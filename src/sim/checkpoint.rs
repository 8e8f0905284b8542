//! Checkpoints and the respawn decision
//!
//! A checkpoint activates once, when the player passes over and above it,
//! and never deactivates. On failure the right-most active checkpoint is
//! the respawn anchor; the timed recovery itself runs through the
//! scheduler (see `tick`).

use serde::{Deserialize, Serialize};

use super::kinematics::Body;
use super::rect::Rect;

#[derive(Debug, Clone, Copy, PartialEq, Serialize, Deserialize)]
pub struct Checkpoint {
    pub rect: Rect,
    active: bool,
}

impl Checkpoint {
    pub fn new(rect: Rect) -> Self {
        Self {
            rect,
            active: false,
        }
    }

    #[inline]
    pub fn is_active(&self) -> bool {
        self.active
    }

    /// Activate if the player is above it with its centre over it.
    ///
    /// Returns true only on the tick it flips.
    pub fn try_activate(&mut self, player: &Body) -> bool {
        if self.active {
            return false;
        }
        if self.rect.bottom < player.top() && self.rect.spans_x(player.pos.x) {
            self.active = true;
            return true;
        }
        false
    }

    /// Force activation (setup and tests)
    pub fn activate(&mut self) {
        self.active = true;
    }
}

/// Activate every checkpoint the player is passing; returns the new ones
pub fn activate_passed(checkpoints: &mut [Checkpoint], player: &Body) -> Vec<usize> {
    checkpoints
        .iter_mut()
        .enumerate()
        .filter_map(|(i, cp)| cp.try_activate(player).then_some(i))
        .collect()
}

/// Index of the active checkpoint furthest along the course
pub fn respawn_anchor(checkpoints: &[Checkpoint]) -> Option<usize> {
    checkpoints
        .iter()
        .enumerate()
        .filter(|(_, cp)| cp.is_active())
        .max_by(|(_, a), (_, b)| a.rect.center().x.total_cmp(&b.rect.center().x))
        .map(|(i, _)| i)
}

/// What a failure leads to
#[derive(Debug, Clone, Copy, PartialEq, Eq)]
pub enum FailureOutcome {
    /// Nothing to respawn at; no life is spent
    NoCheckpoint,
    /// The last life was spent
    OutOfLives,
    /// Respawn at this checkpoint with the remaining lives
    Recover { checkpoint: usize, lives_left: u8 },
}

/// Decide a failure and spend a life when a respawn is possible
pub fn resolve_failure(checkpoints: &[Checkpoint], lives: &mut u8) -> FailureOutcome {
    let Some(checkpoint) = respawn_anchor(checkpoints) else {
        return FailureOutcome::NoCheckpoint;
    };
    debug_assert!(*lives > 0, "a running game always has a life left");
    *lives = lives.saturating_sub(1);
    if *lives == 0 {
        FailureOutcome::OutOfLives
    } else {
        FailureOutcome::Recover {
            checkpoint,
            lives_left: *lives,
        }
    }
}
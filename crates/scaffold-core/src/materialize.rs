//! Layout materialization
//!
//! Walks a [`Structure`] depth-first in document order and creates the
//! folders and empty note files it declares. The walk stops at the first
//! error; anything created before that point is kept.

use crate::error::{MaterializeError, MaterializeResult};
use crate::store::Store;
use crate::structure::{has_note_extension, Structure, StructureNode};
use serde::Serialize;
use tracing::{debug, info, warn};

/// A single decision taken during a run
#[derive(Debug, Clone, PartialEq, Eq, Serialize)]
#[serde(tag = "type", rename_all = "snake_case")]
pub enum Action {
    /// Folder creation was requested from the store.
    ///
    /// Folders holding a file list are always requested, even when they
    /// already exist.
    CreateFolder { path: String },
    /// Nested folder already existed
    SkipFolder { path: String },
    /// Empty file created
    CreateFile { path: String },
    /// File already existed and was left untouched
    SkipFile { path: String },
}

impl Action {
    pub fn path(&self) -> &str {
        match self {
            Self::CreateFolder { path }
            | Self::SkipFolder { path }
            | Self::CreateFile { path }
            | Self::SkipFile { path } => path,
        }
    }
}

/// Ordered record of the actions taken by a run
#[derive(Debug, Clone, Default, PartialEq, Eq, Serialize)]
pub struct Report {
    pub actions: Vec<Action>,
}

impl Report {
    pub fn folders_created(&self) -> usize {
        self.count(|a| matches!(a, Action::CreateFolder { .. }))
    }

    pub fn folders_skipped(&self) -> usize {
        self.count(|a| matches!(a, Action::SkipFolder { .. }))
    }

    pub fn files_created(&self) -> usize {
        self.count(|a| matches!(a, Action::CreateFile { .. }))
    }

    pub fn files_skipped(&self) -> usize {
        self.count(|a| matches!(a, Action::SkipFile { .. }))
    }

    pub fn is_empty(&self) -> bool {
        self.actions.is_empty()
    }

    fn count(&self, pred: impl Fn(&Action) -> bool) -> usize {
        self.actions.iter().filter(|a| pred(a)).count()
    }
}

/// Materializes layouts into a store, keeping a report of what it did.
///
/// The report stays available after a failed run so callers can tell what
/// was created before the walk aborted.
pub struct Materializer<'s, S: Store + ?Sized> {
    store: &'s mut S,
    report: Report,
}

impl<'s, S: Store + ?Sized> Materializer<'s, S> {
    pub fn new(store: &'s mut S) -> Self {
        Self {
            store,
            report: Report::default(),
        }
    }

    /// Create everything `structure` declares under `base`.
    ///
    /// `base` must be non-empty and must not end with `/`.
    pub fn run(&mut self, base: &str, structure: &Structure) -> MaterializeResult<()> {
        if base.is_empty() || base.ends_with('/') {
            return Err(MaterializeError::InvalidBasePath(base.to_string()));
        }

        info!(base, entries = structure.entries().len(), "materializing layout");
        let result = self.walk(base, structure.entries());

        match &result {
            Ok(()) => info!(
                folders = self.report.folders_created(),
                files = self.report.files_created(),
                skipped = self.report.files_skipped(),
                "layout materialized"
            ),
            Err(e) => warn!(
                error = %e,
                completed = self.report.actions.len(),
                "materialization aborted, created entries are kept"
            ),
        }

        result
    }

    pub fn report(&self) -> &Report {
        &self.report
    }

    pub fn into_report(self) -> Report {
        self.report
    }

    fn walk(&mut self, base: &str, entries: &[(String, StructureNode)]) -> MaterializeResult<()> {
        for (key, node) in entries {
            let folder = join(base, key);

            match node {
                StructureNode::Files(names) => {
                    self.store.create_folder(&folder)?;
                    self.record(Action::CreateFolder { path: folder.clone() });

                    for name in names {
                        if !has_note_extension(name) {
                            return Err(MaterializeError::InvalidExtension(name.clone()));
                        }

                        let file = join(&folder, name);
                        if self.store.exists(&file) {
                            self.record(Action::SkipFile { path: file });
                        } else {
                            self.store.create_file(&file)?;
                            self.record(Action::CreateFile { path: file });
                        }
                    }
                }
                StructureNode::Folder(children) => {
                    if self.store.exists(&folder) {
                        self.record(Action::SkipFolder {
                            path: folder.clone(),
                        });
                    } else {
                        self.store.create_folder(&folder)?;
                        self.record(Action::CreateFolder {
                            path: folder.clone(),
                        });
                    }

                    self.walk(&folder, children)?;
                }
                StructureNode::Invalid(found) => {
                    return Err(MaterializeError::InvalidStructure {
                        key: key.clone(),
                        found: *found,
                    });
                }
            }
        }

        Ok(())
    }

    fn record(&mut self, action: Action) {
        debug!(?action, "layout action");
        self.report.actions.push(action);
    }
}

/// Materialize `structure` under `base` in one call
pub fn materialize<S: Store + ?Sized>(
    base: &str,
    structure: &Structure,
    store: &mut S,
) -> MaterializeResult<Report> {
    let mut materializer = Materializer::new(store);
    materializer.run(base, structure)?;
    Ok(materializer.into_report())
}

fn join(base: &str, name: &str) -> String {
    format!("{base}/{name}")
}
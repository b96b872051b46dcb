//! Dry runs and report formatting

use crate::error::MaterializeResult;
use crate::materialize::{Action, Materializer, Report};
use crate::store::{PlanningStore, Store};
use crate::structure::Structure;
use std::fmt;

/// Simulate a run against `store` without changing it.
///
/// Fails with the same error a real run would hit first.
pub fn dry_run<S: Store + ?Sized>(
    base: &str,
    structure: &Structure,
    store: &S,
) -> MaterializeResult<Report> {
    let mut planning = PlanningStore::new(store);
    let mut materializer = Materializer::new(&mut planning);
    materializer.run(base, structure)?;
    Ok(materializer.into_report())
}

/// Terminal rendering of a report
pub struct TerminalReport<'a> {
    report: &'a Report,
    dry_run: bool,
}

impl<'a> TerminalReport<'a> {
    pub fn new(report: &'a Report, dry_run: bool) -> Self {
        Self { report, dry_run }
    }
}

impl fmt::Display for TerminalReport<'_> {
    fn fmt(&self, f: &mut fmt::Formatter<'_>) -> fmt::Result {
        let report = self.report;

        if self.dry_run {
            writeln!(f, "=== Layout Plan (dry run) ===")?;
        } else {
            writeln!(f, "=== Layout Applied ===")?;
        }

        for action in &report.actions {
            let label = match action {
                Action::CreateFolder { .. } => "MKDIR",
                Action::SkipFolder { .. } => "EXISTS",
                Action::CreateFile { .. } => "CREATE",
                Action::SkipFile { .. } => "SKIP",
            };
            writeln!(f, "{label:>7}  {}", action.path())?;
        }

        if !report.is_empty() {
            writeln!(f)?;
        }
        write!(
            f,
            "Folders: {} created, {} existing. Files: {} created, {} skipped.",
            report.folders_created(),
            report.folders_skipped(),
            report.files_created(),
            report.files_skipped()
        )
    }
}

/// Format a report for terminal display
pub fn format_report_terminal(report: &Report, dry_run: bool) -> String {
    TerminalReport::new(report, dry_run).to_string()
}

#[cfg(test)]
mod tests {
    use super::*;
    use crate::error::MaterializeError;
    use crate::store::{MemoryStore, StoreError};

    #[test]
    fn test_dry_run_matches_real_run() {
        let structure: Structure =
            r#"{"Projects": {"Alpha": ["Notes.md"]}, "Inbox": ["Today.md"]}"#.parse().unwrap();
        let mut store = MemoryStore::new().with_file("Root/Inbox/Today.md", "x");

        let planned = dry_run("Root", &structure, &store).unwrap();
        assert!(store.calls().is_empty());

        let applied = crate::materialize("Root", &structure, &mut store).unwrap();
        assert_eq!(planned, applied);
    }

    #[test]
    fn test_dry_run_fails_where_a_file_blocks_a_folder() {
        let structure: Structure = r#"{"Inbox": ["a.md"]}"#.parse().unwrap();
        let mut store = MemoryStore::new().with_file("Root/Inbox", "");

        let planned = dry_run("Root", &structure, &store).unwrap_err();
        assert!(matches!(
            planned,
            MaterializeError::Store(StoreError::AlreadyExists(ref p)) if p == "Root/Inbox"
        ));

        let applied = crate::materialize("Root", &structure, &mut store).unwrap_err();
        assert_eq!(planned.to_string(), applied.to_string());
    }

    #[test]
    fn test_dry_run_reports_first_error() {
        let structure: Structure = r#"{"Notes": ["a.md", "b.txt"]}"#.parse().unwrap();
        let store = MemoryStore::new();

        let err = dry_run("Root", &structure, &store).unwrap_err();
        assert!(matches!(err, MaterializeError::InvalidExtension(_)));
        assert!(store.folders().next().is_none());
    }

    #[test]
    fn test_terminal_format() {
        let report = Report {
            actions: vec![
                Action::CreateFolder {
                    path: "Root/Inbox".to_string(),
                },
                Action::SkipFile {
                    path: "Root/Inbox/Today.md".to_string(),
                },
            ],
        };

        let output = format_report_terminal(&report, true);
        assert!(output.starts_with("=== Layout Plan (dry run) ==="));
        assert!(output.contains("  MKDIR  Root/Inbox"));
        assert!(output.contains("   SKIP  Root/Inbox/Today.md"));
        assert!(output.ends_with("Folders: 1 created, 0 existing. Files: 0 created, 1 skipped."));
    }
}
=-=-=-=-=
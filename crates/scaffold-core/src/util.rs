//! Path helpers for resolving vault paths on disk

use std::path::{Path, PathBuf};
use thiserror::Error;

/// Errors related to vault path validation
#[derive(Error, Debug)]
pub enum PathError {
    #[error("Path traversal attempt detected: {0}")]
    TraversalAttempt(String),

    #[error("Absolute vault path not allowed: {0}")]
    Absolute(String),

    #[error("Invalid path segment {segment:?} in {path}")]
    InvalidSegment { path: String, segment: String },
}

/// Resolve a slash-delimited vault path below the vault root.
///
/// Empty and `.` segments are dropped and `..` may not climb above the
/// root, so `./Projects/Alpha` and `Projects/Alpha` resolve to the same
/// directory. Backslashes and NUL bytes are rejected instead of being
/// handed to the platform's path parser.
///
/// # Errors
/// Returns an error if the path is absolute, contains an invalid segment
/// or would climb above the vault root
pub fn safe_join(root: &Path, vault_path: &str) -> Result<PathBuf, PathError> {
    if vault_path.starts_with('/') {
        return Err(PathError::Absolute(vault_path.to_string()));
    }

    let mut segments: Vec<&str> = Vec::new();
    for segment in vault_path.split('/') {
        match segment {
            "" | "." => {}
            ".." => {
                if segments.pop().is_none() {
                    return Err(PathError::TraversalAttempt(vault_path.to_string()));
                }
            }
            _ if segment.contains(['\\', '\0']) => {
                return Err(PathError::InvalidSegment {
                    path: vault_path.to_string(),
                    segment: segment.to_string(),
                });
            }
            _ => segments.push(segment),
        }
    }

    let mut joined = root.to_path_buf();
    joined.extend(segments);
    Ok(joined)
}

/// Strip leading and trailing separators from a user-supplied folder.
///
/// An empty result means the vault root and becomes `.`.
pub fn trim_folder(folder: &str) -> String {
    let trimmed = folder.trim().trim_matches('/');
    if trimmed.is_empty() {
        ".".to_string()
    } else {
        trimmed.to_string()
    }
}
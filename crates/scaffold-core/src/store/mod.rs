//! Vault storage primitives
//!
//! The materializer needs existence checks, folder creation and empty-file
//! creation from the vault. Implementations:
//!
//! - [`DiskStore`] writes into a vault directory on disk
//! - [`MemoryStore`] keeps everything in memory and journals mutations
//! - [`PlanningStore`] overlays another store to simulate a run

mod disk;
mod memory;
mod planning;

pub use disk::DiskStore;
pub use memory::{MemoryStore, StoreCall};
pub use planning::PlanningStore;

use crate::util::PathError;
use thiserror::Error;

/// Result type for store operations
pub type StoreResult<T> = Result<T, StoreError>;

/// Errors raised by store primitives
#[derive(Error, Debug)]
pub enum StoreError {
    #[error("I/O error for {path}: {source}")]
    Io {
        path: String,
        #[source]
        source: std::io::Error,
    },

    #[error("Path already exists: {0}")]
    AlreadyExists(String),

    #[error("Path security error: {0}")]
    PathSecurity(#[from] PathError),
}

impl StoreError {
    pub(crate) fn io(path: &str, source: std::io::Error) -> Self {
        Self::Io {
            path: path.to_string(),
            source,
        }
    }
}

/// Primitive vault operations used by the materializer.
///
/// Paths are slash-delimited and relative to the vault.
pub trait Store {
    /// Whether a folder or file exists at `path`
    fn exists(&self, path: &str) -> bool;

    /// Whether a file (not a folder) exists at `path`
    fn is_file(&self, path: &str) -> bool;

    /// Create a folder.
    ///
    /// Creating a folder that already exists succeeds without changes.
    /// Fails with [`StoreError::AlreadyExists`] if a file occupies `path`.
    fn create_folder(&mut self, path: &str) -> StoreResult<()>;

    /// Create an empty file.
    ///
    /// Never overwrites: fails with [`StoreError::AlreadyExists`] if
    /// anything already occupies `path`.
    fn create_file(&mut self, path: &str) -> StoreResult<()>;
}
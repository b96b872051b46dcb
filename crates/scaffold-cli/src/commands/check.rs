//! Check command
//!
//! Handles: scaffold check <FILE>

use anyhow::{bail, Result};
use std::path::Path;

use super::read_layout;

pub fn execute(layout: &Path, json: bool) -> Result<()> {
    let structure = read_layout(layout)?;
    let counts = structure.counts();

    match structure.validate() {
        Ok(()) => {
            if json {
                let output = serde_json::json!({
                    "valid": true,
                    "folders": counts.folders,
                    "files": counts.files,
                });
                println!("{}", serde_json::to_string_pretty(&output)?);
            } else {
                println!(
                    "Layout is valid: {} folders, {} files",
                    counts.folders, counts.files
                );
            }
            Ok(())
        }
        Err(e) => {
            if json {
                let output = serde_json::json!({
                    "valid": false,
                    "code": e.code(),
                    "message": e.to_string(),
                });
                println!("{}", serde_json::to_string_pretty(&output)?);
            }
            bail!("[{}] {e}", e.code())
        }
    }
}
=-=-=-=-=
Task prompt: Which lines of the data hold the string "operations"? Return each of them.

Expected output:
/// Result type for store operations
/// Primitive vault operations used by the materializer.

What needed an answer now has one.